Os infernos fiscais
06-10-2021 - 06:29

Enquanto a opinião pública dos países democráticos não forçar os políticos a combaterem a sério os “off-shores”, revelações como esta dos “Pandora papers” darão notícias curiosas durante dois ou três dias, mas nada de significativo irão mudar.

Os chamados “Pandora papers” revelaram dinheiro escondido, pelo menos do fisco, pertencente a centenas de ricos e poderosos. Estão lá políticos, empresários, gestores, famosos do desporto e da moda, etc.

Não foi uma surpresa, o que talvez explique o débil escândalo provocado por estas revelações. Já sabíamos, não há grande novidade.

O pior é que parece estarmos todos conformados com uma situação em que os mais ricos escondem dinheiro – muito dinheiro – que tanta falta faz para aplicar no crescimento económico e no progresso social.

Podemos duvidar da sinceridade dos políticos que falam em combater as desigualdades, mas pouco ou nada fazem para pôr termo a estes paraísos, que melhor seriam designados de infernos fiscais.

Por exemplo, os EUA têm exercido forte pressão sobre bancos suíços, obrigando-os a revelarem ao fisco americano depósitos cujos titulares pretenderiam não ser identificados. Mas em vários Estados norte-americanos – como o Dacota do Sul, a Flórida ou o Delaware – funcionam “off-shores” bem conhecidos. E o Reino Unido também conta com alguns paraísos fiscais.

Não tem lógica. Ou melhor, a lógica é a admissão tácita de que o combate à evasão fiscal não vai ao ponto de se eliminarem os infernos fiscais. Dão jeito a muita gente, para fugir a impostos, lavar dinheiro sujo, realizar operações ilegais ou que por qualquer motivo se pretendam ocultar.

Nos países não democráticos, das teocracias islâmicas aos estados autoritários, como a Rússia de Putin (tão admirada pela extrema-direita caseira...), o combate à evasão fiscal via “off-shores” só terá alguma eficácia uma vez sejam dados passos no sentido de uma real democracia.

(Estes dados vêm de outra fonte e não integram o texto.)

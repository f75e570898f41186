use std::sync::Arc;

use crt_core::params::{SceneConfig, ScreenParams};
use crt_core::transition::{TransitionEvent, TransitionState};
use crt_render::screen_pass::{ParamSlot, PARAM_UNIFORMS};
use crt_render::shaders;

// ── Uniform registration table ───────────────────────────────────

#[test]
fn every_registered_uniform_is_declared_in_the_fragment() {
    let source = shaders::screen_fragment();
    for (name, _) in PARAM_UNIFORMS {
        assert!(
            source.contains(&format!("uniform float {name};")),
            "uniform '{name}' missing from screen fragment"
        );
    }
    // Base uniforms outside the float table.
    for decl in [
        "uniform sampler2D u_image;",
        "uniform float u_time;",
        "uniform vec2 u_viewport;",
        "uniform bool u_rolling_band_enabled;",
    ] {
        assert!(source.contains(decl), "missing declaration: {decl}");
    }
}

#[test]
fn registered_uniform_names_are_unique() {
    let mut names: Vec<&str> = PARAM_UNIFORMS.iter().map(|(n, _)| *n).collect();
    names.sort();
    names.dedup();
    assert_eq!(names.len(), PARAM_UNIFORMS.len(), "duplicate uniform names");
}

#[test]
fn table_getters_read_distinct_fields() {
    // Perturbing any single float field must change exactly one getter.
    let base = ScreenParams::default();
    let baseline: Vec<f32> = PARAM_UNIFORMS.iter().map(|(_, get)| get(&base)).collect();

    let mut perturbed = base.clone();
    perturbed.vignette_falloff += 1.0;
    let mut changed = 0;
    for (i, (_, get)) in PARAM_UNIFORMS.iter().enumerate() {
        if get(&perturbed) != baseline[i] {
            changed += 1;
        }
    }
    assert_eq!(changed, 1);
}

// ── Snapshot identity semantics ──────────────────────────────────

#[test]
fn same_arc_is_a_noop() {
    let params = Arc::new(ScreenParams::default());
    let mut slot = ParamSlot::new(params.clone());

    assert!(!slot.replace(params));
    assert_eq!(slot.generation(), 0);
}

#[test]
fn equal_by_value_but_distinct_arc_triggers_refresh() {
    let mut slot = ParamSlot::new(Arc::new(ScreenParams::default()));

    // A fresh allocation with identical values still counts as a change.
    assert!(slot.replace(Arc::new(ScreenParams::default())));
    assert_eq!(slot.generation(), 1);
}

#[test]
fn generation_counts_each_accepted_swap() {
    let mut slot = ParamSlot::new(Arc::new(ScreenParams::default()));
    for _ in 0..3 {
        let next = Arc::new(slot.params().with_static_noise(0.5));
        assert!(slot.replace(next));
    }
    assert_eq!(slot.generation(), 3);
}

// ── Transition-driven noise takeover ─────────────────────────────

#[test]
fn transitions_flip_static_noise_between_zero_and_one() {
    // GL-free re-enactment of the driver's event handling.
    let config = SceneConfig {
        automatic_transition: true,
        object_duration: 1.0,
        noise_duration: 0.5,
    };
    let mut state = TransitionState::initial(&config);
    let mut slot = ParamSlot::new(Arc::new(ScreenParams::default()));

    assert_eq!(state.advance(1.0, &config), Some(TransitionEvent::EnteredNoise));
    slot.replace(Arc::new(slot.params().with_static_noise(1.0)));
    assert_eq!(slot.params().static_noise_intensity, 1.0);

    assert_eq!(state.advance(0.5, &config), Some(TransitionEvent::EnteredObject));
    slot.replace(Arc::new(slot.params().with_static_noise(0.0)));
    assert_eq!(slot.params().static_noise_intensity, 0.0);
    assert_eq!(slot.generation(), 2);
}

Mas nas democracias terá de ser a opinião pública a levar os políticos a combaterem a sério os infernos fiscais. Só uma forte onda de repúdio por este magno fator de injustiça e desigualdade será capaz de vencer as pressões de quem lucra com a atual situação – pressões sobre os governantes, incluindo sob a forma da retirada de apoios financeiros a quem se atrever a travar o acesso aos ditos paraísos fiscais.

Enquanto tal não acontecer, revelações como esta dos “Pandora papers” darão algumas notícias curiosas durante dois ou três dias, mas nada de significativo irão mudar. É mais um “fait divers”.